§ SUPPLIED ENTRIES

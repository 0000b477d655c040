//! # procrun common
//!
//! Types shared by the procrun crates: the error taxonomy for launching
//! and waiting on child processes, the validated argument vector, and the
//! decoded termination of a child.

pub mod errors;
pub mod types;

pub use errors::{ExecError, ExecResult};
pub use types::{CommandLine, ExecPhase, Termination};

§ WHAT THIS TASK INVOLVES
Go through the listing, and whenever a line contains the string "procrun", copy that line.

§ ANSWER BOX
//! # procrun common
//! Types shared by the procrun crates: the error taxonomy for launching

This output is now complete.